You may sublet your apartment under certain conditions only. If you do so, you alone are liable vis-à-vis the property management company or landlord. We therefore recommend that you, as the main tenant, conclude written lease agreements with any subtenants.
If you live in a shared apartment but do not wish to sublet, you can sign a joint lease agreement. This means that all tenants have the same rights and obligations, as each person signs the lease agreement.
Any joint tenant must account for the total rent vis-à-vis the property management company or landlord. This means that if one of the tenants doesn’t pay, the property management company or landlord can request the full amount of the arrears from the tenants, even if they have already vacated the premises.
Small repairs that you can do yourself without being a professional* form part of what is known as minor maintenance. You have to pay the cost of these (up to approximately CHF 150).
A leaking shower hose or a broken toothbrush glass will have to be replaced at your expense, for example. Naturally, you would not be expected to repair a dishwasher yourself, so the property management company or the landlord is obliged to pay for it.
You must terminate in writing, preferably by registered post. There are no legal rules concerning dates and notice periods, only court decisions. Often the lease agreement refers to “local termination dates”. In Switzerland, these can vary from one canton, district, and even municipality to another. Ask your local rental office what dates apply to your municipality of residence.
Of course, you can also give notice of termination outside the deadline. In this case, you have to look for a new tenant to take over your lease agreement.
How do I choose a tenant to take over the lease agreement in the event of an early termination?

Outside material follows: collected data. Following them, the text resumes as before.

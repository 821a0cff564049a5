use std::{path::PathBuf, str::FromStr};

use clap::{CommandFactory, Parser};
use oas3_artifacts::{
  error::GeneratorError,
  graphql::{GraphQLEmitter, sdl},
  spec::loader::SpecLoader,
  ui,
};

#[derive(Debug, Clone, Copy, PartialEq, Eq)]
enum OutputFormat {
  Schema,
  Json,
}

impl FromStr for OutputFormat {
  type Err = GeneratorError;

  fn from_str(value: &str) -> Result<Self, Self::Err> {
    match value {
      "schema" => Ok(Self::Schema),
      "json" => Ok(Self::Json),
      other => Err(GeneratorError::InvalidFormatOption {
        value: other.to_string(),
        expected: "'schema' or 'json'",
      }),
    }
  }
}

impl OutputFormat {
  fn default_output(self) -> &'static str {
    match self {
      Self::Schema => "schema.graphql",
      Self::Json => "schema.json",
    }
  }
}

/// Generates a GraphQL schema from an OpenAPI document, either as SDL text or
/// as the structured schema serialized to JSON.
#[derive(Parser, Debug)]
#[command(name = "graphql-cli", version, about = "OpenAPI to GraphQL schema generator")]
struct Cli {
  /// Path to the OpenAPI schema file (.json, .yaml, or .yml)
  input: Option<PathBuf>,

  /// Output file path (default: schema.graphql, schema.json for json format)
  #[arg(short, long)]
  output: Option<PathBuf>,

  /// Output format: schema|json
  #[arg(short, long, default_value = "schema")]
  format: String,
}

#[tokio::main]
async fn main() -> anyhow::Result<()> {
  let cli = Cli::parse();

  let Some(input) = cli.input else {
    Cli::command().print_help()?;
    return Ok(());
  };

  let format = OutputFormat::from_str(&cli.format)?;
  let output_file = cli.output.unwrap_or_else(|| PathBuf::from(format.default_output()));

  ui::info(&format!("Reading OpenAPI specification from {}...", input.display()));
  let document = SpecLoader::open(&input).await?.parse()?;

  ui::info("Generating GraphQL schema...");
  let schema = GraphQLEmitter::new(&document).emit();

  let content = match format {
    OutputFormat::Schema => sdl::render(&schema),
    OutputFormat::Json => serde_json::to_string_pretty(&schema)?,
  };
  tokio::fs::write(&output_file, content).await?;

  ui::info("GraphQL schema generated successfully!");
  println!("File created: {}", output_file.display());
  ui::print_api_summary(&document);

  Ok(())
}
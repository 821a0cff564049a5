use std::path::PathBuf;

use thiserror::Error;

/// Errors surfaced by the loader, resolver and emitters.
///
/// Extension and existence problems are detected at the CLI boundary before
/// any parsing happens; parse and reference errors climb out of the call
/// stack via `?` and are reported once from `main`.
#[derive(Debug, Error)]
pub enum GeneratorError {
  #[error("unsupported file format '{extension}'. Please use .json, .yaml, or .yml files")]
  UnsupportedFormat { extension: String },

  #[error("input file '{path}' does not exist")]
  FileNotFound { path: PathBuf },

  #[error(transparent)]
  JsonParseFailure(#[from] serde_json::Error),

  #[error(transparent)]
  YamlParseFailure(#[from] serde_yaml::Error),

  #[error("reference {ref_path} not found")]
  ReferenceNotFound { ref_path: String },

  #[error("invalid format '{value}'. Use {expected}")]
  InvalidFormatOption { value: String, expected: &'static str },
}

pub type GeneratorResult<T> = Result<T, GeneratorError>;
//! TypeScript SDK generation: schema-to-type mapping, the type and client
//! emitters, and the orchestrator that writes the generated files.

pub mod client;
pub mod examples;
pub mod schema_mapper;
pub mod sdk;
pub mod types;
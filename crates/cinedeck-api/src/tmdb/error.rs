//! Typed HTTP failures raised by `TmdbClient`.

use reqwest::StatusCode;

/// Non-success outcome of a TMDB request.
///
/// Returned inside `anyhow::Error` so callers can still `downcast_ref`
/// to tell upstream failures apart from transport or decode errors.
#[derive(Debug, thiserror::Error)]
#[allow(clippy::module_name_repetitions)]
pub enum TmdbHttpError {
    /// TMDB answered with its JSON error envelope.
    #[error("TMDB API error (HTTP {status}): code={code}, message={message}")]
    Api {
        /// HTTP status.
        status: StatusCode,
        /// TMDB `status_code`.
        code: u32,
        /// TMDB `status_message`.
        message: String,
    },
    /// Non-success status with an unrecognized body.
    #[error("TMDB API error (HTTP {status}): {body}")]
    Http {
        /// HTTP status.
        status: StatusCode,
        /// Raw response body.
        body: String,
    },
    /// HTTP 429 persisted through every retry.
    #[error("TMDB API rate limit exceeded after {retries} retries: {path}")]
    RateLimited {
        /// Retries attempted.
        retries: u32,
        /// Request path.
        path: String,
    },
}

impl TmdbHttpError {
    /// HTTP status code of the failure.
    #[must_use]
    pub const fn status(&self) -> StatusCode {
        match self {
            Self::Api { status, .. } | Self::Http { status, .. } => *status,
            Self::RateLimited { .. } => StatusCode::TOO_MANY_REQUESTS,
        }
    }
}
//! Detail view state: one title, its seasons and episodes.

use cinedeck_api::provider::{MediaDetails, MediaKind, MediaSummary, ProviderError};
use cinedeck_core::episodes::EpisodePicker;
use cinedeck_core::playback::PlayTarget;

/// Load state of the detail record.
#[derive(Debug, Clone)]
pub enum DetailLoad {
    /// Request in flight.
    Loading,
    /// Details loaded. Episodes live in the picker.
    Ready(MediaDetails),
    /// Request failed.
    Failed(ProviderError),
}

/// State of the detail screen.
#[derive(Debug, Clone)]
pub struct DetailState {
    /// Listing entry the view was opened from.
    pub summary: MediaSummary,
    /// Detail record load state.
    pub load: DetailLoad,
    picker: Option<EpisodePicker>,
}

impl DetailState {
    /// Opens the view for `summary` in the loading state.
    #[must_use]
    pub const fn new(summary: MediaSummary) -> Self {
        Self {
            summary,
            load: DetailLoad::Loading,
            picker: None,
        }
    }

    /// Kind and ID shown.
    #[must_use]
    pub const fn target(&self) -> (MediaKind, u64) {
        (self.summary.kind, self.summary.id)
    }

    /// `true` when the view shows `kind`/`id`.
    #[must_use]
    pub fn is_for(&self, kind: MediaKind, id: u64) -> bool {
        self.target() == (kind, id)
    }

    /// `true` after a failed load.
    #[must_use]
    pub const fn is_failed(&self) -> bool {
        matches!(self.load, DetailLoad::Failed(_))
    }

    /// Goes back to loading before a retry.
    pub fn reload(&mut self) {
        self.load = DetailLoad::Loading;
        self.picker = None;
    }

    /// Stores the fetched record.
    pub fn finish(&mut self, result: Result<MediaDetails, ProviderError>) {
        match result {
            Ok(mut details) => {
                if details.summary.kind == MediaKind::Tv {
                    let episodes = std::mem::take(&mut details.episodes);
                    let seasons = details.season_count.unwrap_or(0);
                    self.picker = Some(EpisodePicker::new(episodes, seasons));
                }
                self.load = DetailLoad::Ready(details);
            }
            Err(err) => self.load = DetailLoad::Failed(err),
        }
    }

    /// Episode selection (TV only, once loaded).
    #[must_use]
    pub const fn picker(&self) -> Option<&EpisodePicker> {
        self.picker.as_ref()
    }

    /// Selects the previous season.
    pub fn previous_season(&mut self) {
        if let Some(picker) = &mut self.picker {
            picker.select_season(picker.season().saturating_sub(1));
        }
    }

    /// Selects the next season.
    pub fn next_season(&mut self) {
        if let Some(picker) = &mut self.picker {
            picker.select_season(picker.season().saturating_add(1));
        }
    }

    /// Selects the previous episode.
    pub fn previous_episode(&mut self) {
        if let Some(picker) = &mut self.picker {
            picker.previous_episode();
        }
    }

    /// Selects the next episode.
    pub fn next_episode(&mut self) {
        if let Some(picker) = &mut self.picker {
            picker.next_episode();
        }
    }

    /// What playback would start.
    #[must_use]
    pub fn play_target(&self) -> PlayTarget {
        let (kind, id) = self.target();
        PlayTarget::new(
            kind,
            id,
            self.picker.as_ref().map(EpisodePicker::season),
            self.picker.as_ref().map(EpisodePicker::episode),
        )
    }
}

#[cfg(test)]
mod tests {
    use cinedeck_api::provider::Episode;

    use super::*;

    fn show() -> MediaSummary {
        MediaSummary {
            id: 1396,
            title: String::from("Breaking Bad"),
            year: Some(2008),
            rating: 8.9,
            poster: None,
            genres: vec![String::from("Drama")],
            description: String::new(),
            kind: MediaKind::Tv,
        }
    }

    fn details() -> MediaDetails {
        let ep = |season, episode| Episode {
            season,
            episode,
            title: format!("S{season}E{episode}"),
            runtime_min: Some(47),
        };
        MediaDetails {
            summary: show(),
            runtime_min: None,
            season_count: Some(2),
            episodes: vec![ep(1, 1), ep(1, 2), ep(2, 1)],
        }
    }

    #[test]
    fn test_finish_builds_episode_picker() {
        // Arrange
        let mut detail = DetailState::new(show());

        // Act
        detail.finish(Ok(details()));

        // Assert
        let picker = detail.picker().map(EpisodePicker::season_count);
        assert_eq!(picker, Some(2));
        assert!(matches!(detail.load, DetailLoad::Ready(ref d) if d.episodes.is_empty()));
    }

    #[test]
    fn test_play_target_follows_selection() {
        // Arrange
        let mut detail = DetailState::new(show());
        detail.finish(Ok(details()));

        // Act
        detail.next_episode();
        detail.next_season();

        // Assert
        assert_eq!(
            detail.play_target(),
            PlayTarget::Episode {
                id: 1396,
                season: 2,
                episode: 1
            }
        );
    }

    #[test]
    fn test_failure_and_reload() {
        // Arrange
        let mut detail = DetailState::new(show());

        // Act
        detail.finish(Err(ProviderError::Timeout(String::from("slow"))));
        let failed = detail.is_failed();
        detail.reload();

        // Assert
        assert!(failed);
        assert!(matches!(detail.load, DetailLoad::Loading));
    }
}
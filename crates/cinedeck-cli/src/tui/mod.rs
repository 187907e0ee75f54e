//! Interactive search TUI.
//!
//! Uses `ratatui` + `crossterm` for rendering. Fetches run concurrently on
//! the UI task and report back as [`state::Message`]s, so a slow request
//! never blocks typing.

/// Detail screen state.
pub mod detail;
/// Search view state types.
pub mod state;
mod ui;

use std::io;
use std::time::Instant;

use anyhow::{Context, Result};
use cinedeck_api::provider::LocalMetadataProvider;
use cinedeck_core::fetch::run_request;
use cinedeck_core::query::SearchQuery;
use crossterm::event::{Event, EventStream, KeyEventKind};
use crossterm::terminal::{
    EnterAlternateScreen, LeaveAlternateScreen, disable_raw_mode, enable_raw_mode,
};
use futures::future::LocalBoxFuture;
use futures::stream::FuturesUnordered;
use futures::{FutureExt, StreamExt};
use ratatui::Terminal;
use ratatui::backend::CrosstermBackend;

use self::state::{Action, Message, SearchViewState};

/// In-flight fetches.
type Pending<'a> = FuturesUnordered<LocalBoxFuture<'a, Message>>;

/// Runs the search TUI and returns the query it ended on.
///
/// # Errors
///
/// Returns an error if terminal setup or event handling fails.
pub async fn run_search(
    provider: &(impl LocalMetadataProvider + Sync),
    mut state: SearchViewState,
) -> Result<SearchQuery> {
    enable_raw_mode().context("failed to enable raw mode")?;
    let mut stdout = io::stdout();
    crossterm::execute!(stdout, EnterAlternateScreen)
        .context("failed to enter alternate screen")?;

    let backend = CrosstermBackend::new(stdout);
    let mut terminal = Terminal::new(backend).context("failed to create terminal")?;

    let result = run_event_loop(&mut terminal, provider, &mut state).await;

    // Cleanup (always attempt even if event loop failed)
    disable_raw_mode().context("failed to disable raw mode")?;
    crossterm::execute!(io::stdout(), LeaveAlternateScreen)
        .context("failed to leave alternate screen")?;

    result.map(|()| state.query().clone())
}

/// Main event loop: key presses, finished fetches and the debounce timer.
async fn run_event_loop<P: LocalMetadataProvider + Sync>(
    terminal: &mut Terminal<CrosstermBackend<io::Stdout>>,
    provider: &P,
    state: &mut SearchViewState,
) -> Result<()> {
    let mut events = EventStream::new();
    let mut pending: Pending<'_> = FuturesUnordered::new();
    let initial = state.start();
    dispatch(provider, &mut pending, state, initial);

    loop {
        terminal
            .draw(|frame| ui::draw(frame, state))
            .context("failed to draw TUI")?;

        let deadline = state.debounce_deadline();
        let sleep = tokio::time::sleep_until(tokio::time::Instant::from_std(
            deadline.unwrap_or_else(Instant::now),
        ));

        let actions = tokio::select! {
            event = events.next() => match event {
                Some(Ok(Event::Key(key))) if key.kind == KeyEventKind::Press => {
                    state.handle_key(key, Instant::now())
                }
                Some(Ok(_)) => Vec::new(),
                Some(Err(err)) => return Err(err).context("failed to read event"),
                None => return Ok(()),
            },
            Some(message) = pending.next(), if !pending.is_empty() => {
                state.on_message(message);
                Vec::new()
            }
            () = sleep, if deadline.is_some() => state.on_debounce(Instant::now()),
        };

        if dispatch(provider, &mut pending, state, actions) {
            return Ok(());
        }
    }
}

/// Starts the side effects of `actions`. Returns `true` to exit.
fn dispatch<'a, P: LocalMetadataProvider + Sync>(
    provider: &'a P,
    pending: &mut Pending<'a>,
    state: &mut SearchViewState,
    actions: Vec<Action>,
) -> bool {
    for action in actions {
        match action {
            Action::Fetch(request) => {
                tracing::debug!(track = ?request.track, page = request.key.page, "Fetching");
                pending.push(run_request(provider, request).map(Message::Search).boxed_local());
            }
            Action::LoadDetails { kind, id } => {
                pending.push(
                    async move {
                        let result = provider.details(kind, id).await;
                        Message::Details { kind, id, result }
                    }
                    .boxed_local(),
                );
            }
            Action::Open(url) => {
                if let Err(err) = open::that(&url) {
                    tracing::debug!(%url, error = %err, "Failed to open browser");
                    state.on_open_failed(&url, &err);
                }
            }
            Action::Quit => return true,
        }
    }
    false
}
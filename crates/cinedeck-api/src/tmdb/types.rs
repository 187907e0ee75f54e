//! TMDB API response types and request parameters.

use serde::{Deserialize, Deserializer};

/// Deserializes a result count, treating anything other than a
/// non-negative integer as zero.
fn lenient_count<'de, D>(deserializer: D) -> Result<u64, D::Error>
where
    D: Deserializer<'de>,
{
    let value = serde_json::Value::deserialize(deserializer)?;
    Ok(value.as_u64().unwrap_or(0))
}

/// Default page number when the response omits it.
const fn first_page() -> u32 {
    1
}

// --- Paginated listings ---

/// Paginated response shared by search, trending, popular and upcoming endpoints.
#[derive(Debug, Clone, Deserialize)]
pub struct TmdbPage<T> {
    /// Current page number.
    #[serde(default = "first_page")]
    pub page: u32,
    /// Results on this page.
    #[serde(default = "Vec::new")]
    pub results: Vec<T>,
    /// Total number of pages.
    #[serde(default)]
    pub total_pages: u32,
    /// Total number of results.
    #[serde(default, deserialize_with = "lenient_count")]
    pub total_results: u64,
}

/// A single movie entry in a listing.
#[derive(Debug, Clone, Deserialize)]
pub struct TmdbMovieResult {
    /// TMDB movie ID.
    pub id: u64,
    /// Localized title.
    #[serde(default)]
    pub title: String,
    /// Original title.
    #[serde(default)]
    pub original_title: String,
    /// Original language (ISO 639-1).
    #[serde(default)]
    pub original_language: String,
    /// Release date (YYYY-MM-DD, empty or null when unknown).
    pub release_date: Option<String>,
    /// Overview text.
    pub overview: Option<String>,
    /// Popularity score.
    #[serde(default)]
    pub popularity: f64,
    /// Vote average.
    #[serde(default)]
    pub vote_average: f64,
    /// Vote count.
    #[serde(default)]
    pub vote_count: u32,
    /// Genre IDs.
    #[serde(default)]
    pub genre_ids: Vec<u32>,
    /// Adult flag.
    #[serde(default)]
    pub adult: bool,
    /// Poster image path.
    pub poster_path: Option<String>,
    /// Backdrop image path.
    pub backdrop_path: Option<String>,
}

/// A single TV series entry in a listing.
#[derive(Debug, Clone, Deserialize)]
pub struct TmdbTvResult {
    /// TMDB series ID.
    pub id: u64,
    /// Localized name.
    #[serde(default)]
    pub name: String,
    /// Original name.
    #[serde(default)]
    pub original_name: String,
    /// Original language (ISO 639-1).
    #[serde(default)]
    pub original_language: String,
    /// Origin countries (ISO 3166-1).
    #[serde(default)]
    pub origin_country: Vec<String>,
    /// First air date (YYYY-MM-DD or null).
    pub first_air_date: Option<String>,
    /// Overview text.
    pub overview: Option<String>,
    /// Popularity score.
    #[serde(default)]
    pub popularity: f64,
    /// Vote average.
    #[serde(default)]
    pub vote_average: f64,
    /// Vote count.
    #[serde(default)]
    pub vote_count: u32,
    /// Genre IDs.
    #[serde(default)]
    pub genre_ids: Vec<u32>,
    /// Poster image path.
    pub poster_path: Option<String>,
    /// Backdrop image path.
    pub backdrop_path: Option<String>,
}

// --- Movie Details ---

/// Response from `movie/{movie_id}` endpoint.
#[derive(Debug, Clone, Deserialize)]
pub struct TmdbMovieDetails {
    /// TMDB movie ID.
    pub id: u64,
    /// Localized title.
    #[serde(default)]
    pub title: String,
    /// Original title.
    #[serde(default)]
    pub original_title: String,
    /// Release date.
    pub release_date: Option<String>,
    /// Overview text.
    pub overview: Option<String>,
    /// Tagline.
    pub tagline: Option<String>,
    /// Runtime in minutes.
    pub runtime: Option<u32>,
    /// Release status (e.g., "Released").
    pub status: Option<String>,
    /// Vote average.
    #[serde(default)]
    pub vote_average: f64,
    /// Genres.
    #[serde(default)]
    pub genres: Vec<TmdbGenre>,
    /// Poster image path.
    pub poster_path: Option<String>,
}

// --- TV Details ---

/// Response from `tv/{series_id}` endpoint.
#[derive(Debug, Clone, Deserialize)]
pub struct TmdbTvDetails {
    /// TMDB series ID.
    pub id: u64,
    /// Localized name.
    #[serde(default)]
    pub name: String,
    /// Original name.
    #[serde(default)]
    pub original_name: String,
    /// First air date.
    pub first_air_date: Option<String>,
    /// Last air date.
    pub last_air_date: Option<String>,
    /// Total number of episodes.
    #[serde(default)]
    pub number_of_episodes: u32,
    /// Total number of seasons.
    #[serde(default)]
    pub number_of_seasons: u32,
    /// Season summaries.
    #[serde(default)]
    pub seasons: Vec<TmdbSeasonSummary>,
    /// Status (e.g., "Returning Series", "Ended").
    pub status: Option<String>,
    /// Overview text.
    pub overview: Option<String>,
    /// Vote average.
    #[serde(default)]
    pub vote_average: f64,
    /// Genres.
    #[serde(default)]
    pub genres: Vec<TmdbGenre>,
    /// Poster image path.
    pub poster_path: Option<String>,
}

/// Season summary within TV details.
#[derive(Debug, Clone, Deserialize)]
pub struct TmdbSeasonSummary {
    /// TMDB season ID.
    pub id: u64,
    /// Season number (0 = specials).
    pub season_number: u32,
    /// Number of episodes in this season.
    #[serde(default)]
    pub episode_count: u32,
    /// Air date of this season.
    pub air_date: Option<String>,
    /// Season name.
    #[serde(default)]
    pub name: String,
}

/// Genre entry.
#[derive(Debug, Clone, Deserialize)]
pub struct TmdbGenre {
    /// Genre ID.
    pub id: u32,
    /// Genre name.
    pub name: String,
}

// --- TV Season Details ---

/// Response from `tv/{series_id}/season/{season_number}` endpoint.
#[derive(Debug, Clone, Deserialize)]
pub struct TmdbTvSeason {
    /// TMDB season ID.
    pub id: u64,
    /// Season number.
    pub season_number: u32,
    /// Season name.
    pub name: Option<String>,
    /// Air date.
    pub air_date: Option<String>,
    /// Episodes in this season.
    #[serde(default)]
    pub episodes: Vec<TmdbEpisode>,
}

/// A single episode within a season.
#[derive(Debug, Clone, Deserialize)]
pub struct TmdbEpisode {
    /// TMDB episode ID.
    pub id: u64,
    /// Episode number within the season.
    pub episode_number: u32,
    /// Episode name.
    #[serde(default)]
    pub name: String,
    /// Air date.
    pub air_date: Option<String>,
    /// Season number.
    pub season_number: u32,
    /// Runtime in minutes.
    pub runtime: Option<u32>,
}

// --- Error Response ---

/// TMDB API error response body.
#[derive(Debug, Clone, Deserialize)]
pub struct TmdbErrorResponse {
    /// TMDB error code.
    pub status_code: u32,
    /// Error message.
    pub status_message: String,
    /// Success flag (always false for errors).
    #[allow(dead_code)]
    #[serde(default)]
    pub success: bool,
}

// --- Request Parameters ---

/// Time window for the trending endpoints.
#[derive(Debug, Clone, Copy, Default, PartialEq, Eq)]
pub enum TrendingWindow {
    /// Trending over the last day.
    #[default]
    Day,
    /// Trending over the last week.
    Week,
}

impl TrendingWindow {
    /// Returns the path segment used by the API.
    #[must_use]
    pub const fn as_str(self) -> &'static str {
        match self {
            Self::Day => "day",
            Self::Week => "week",
        }
    }
}

/// Parameters for `search/tv` endpoint.
#[derive(Debug, Clone)]
pub struct SearchTvParams {
    /// Search query (required).
    pub query: String,
    /// Response language (default: "en-US").
    pub language: String,
    /// Result page (1-500, default: 1).
    pub page: u32,
    /// Filter by first air date year.
    pub first_air_date_year: Option<u32>,
    /// Include adult content.
    pub include_adult: bool,
}

impl SearchTvParams {
    /// Creates new search params with the given query.
    pub fn new(query: impl Into<String>) -> Self {
        Self {
            query: query.into(),
            language: String::from("en-US"),
            page: 1,
            first_air_date_year: None,
            include_adult: false,
        }
    }

    /// Sets the response language.
    #[must_use]
    pub fn language(mut self, language: impl Into<String>) -> Self {
        self.language = language.into();
        self
    }

    /// Sets the result page.
    #[must_use]
    pub const fn page(mut self, page: u32) -> Self {
        self.page = page;
        self
    }

    /// Sets the first air date year filter.
    #[must_use]
    pub const fn first_air_date_year(mut self, year: u32) -> Self {
        self.first_air_date_year = Some(year);
        self
    }
}

/// Parameters for `search/movie` endpoint.
#[derive(Debug, Clone)]
pub struct SearchMovieParams {
    /// Search query (required).
    pub query: String,
    /// Response language (default: "en-US").
    pub language: String,
    /// Result page (1-500, default: 1).
    pub page: u32,
    /// Filter by primary release year.
    pub primary_release_year: Option<u32>,
    /// Include adult content.
    pub include_adult: bool,
}

impl SearchMovieParams {
    /// Creates new search params with the given query.
    pub fn new(query: impl Into<String>) -> Self {
        Self {
            query: query.into(),
            language: String::from("en-US"),
            page: 1,
            primary_release_year: None,
            include_adult: false,
        }
    }

    /// Sets the response language.
    #[must_use]
    pub fn language(mut self, language: impl Into<String>) -> Self {
        self.language = language.into();
        self
    }

    /// Sets the result page.
    #[must_use]
    pub const fn page(mut self, page: u32) -> Self {
        self.page = page;
        self
    }

    /// Sets the primary release year filter.
    #[must_use]
    pub const fn primary_release_year(mut self, year: u32) -> Self {
        self.primary_release_year = Some(year);
        self
    }
}

#[cfg(test)]
mod tests {
    #![allow(clippy::unwrap_used)]

    use super::*;

    #[test]
    fn test_negative_total_results_is_zero() {
        // Arrange
        let json = r#"{"page":1,"results":[],"total_pages":0,"total_results":-5}"#;

        // Act
        let page: TmdbPage<TmdbMovieResult> = serde_json::from_str(json).unwrap();

        // Assert
        assert_eq!(page.total_results, 0);
    }

    #[test]
    fn test_non_numeric_total_results_is_zero() {
        // Arrange
        let json = r#"{"page":1,"results":[],"total_results":"many"}"#;

        // Act
        let page: TmdbPage<TmdbTvResult> = serde_json::from_str(json).unwrap();

        // Assert
        assert_eq!(page.total_results, 0);
        assert_eq!(page.total_pages, 0);
    }

    #[test]
    fn test_missing_fields_use_defaults() {
        // Arrange
        let json = r#"{"results":[{"id":42}]}"#;

        // Act
        let page: TmdbPage<TmdbMovieResult> = serde_json::from_str(json).unwrap();

        // Assert
        assert_eq!(page.page, 1);
        assert_eq!(page.total_results, 0);
        let first = page.results.first().unwrap();
        assert_eq!(first.id, 42);
        assert!(first.title.is_empty());
        assert!(first.genre_ids.is_empty());
    }

    #[test]
    fn test_search_params_builders() {
        // Arrange & Act
        let movie = SearchMovieParams::new("batman")
            .language("fr-FR")
            .page(3)
            .primary_release_year(1989);
        let tv = SearchTvParams::new("batman").page(2).first_air_date_year(1992);

        // Assert
        assert_eq!(movie.language, "fr-FR");
        assert_eq!(movie.page, 3);
        assert_eq!(movie.primary_release_year, Some(1989));
        assert!(!movie.include_adult);
        assert_eq!(tv.language, "en-US");
        assert_eq!(tv.page, 2);
        assert_eq!(tv.first_air_date_year, Some(1992));
    }

    #[test]
    fn test_trending_window_path() {
        assert_eq!(TrendingWindow::default().as_str(), "day");
        assert_eq!(TrendingWindow::Week.as_str(), "week");
    }
}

The law lays down the conditions that a tenant has to meet in order to take over the lease agreement: he or she must be solvent, acceptable, and willing to take over the lease agreement under the same conditions:
The property management company or the landlord have one month to respond to your application. We recommend that you put forward at least three full applications for prospective tenants to take over your lease agreement.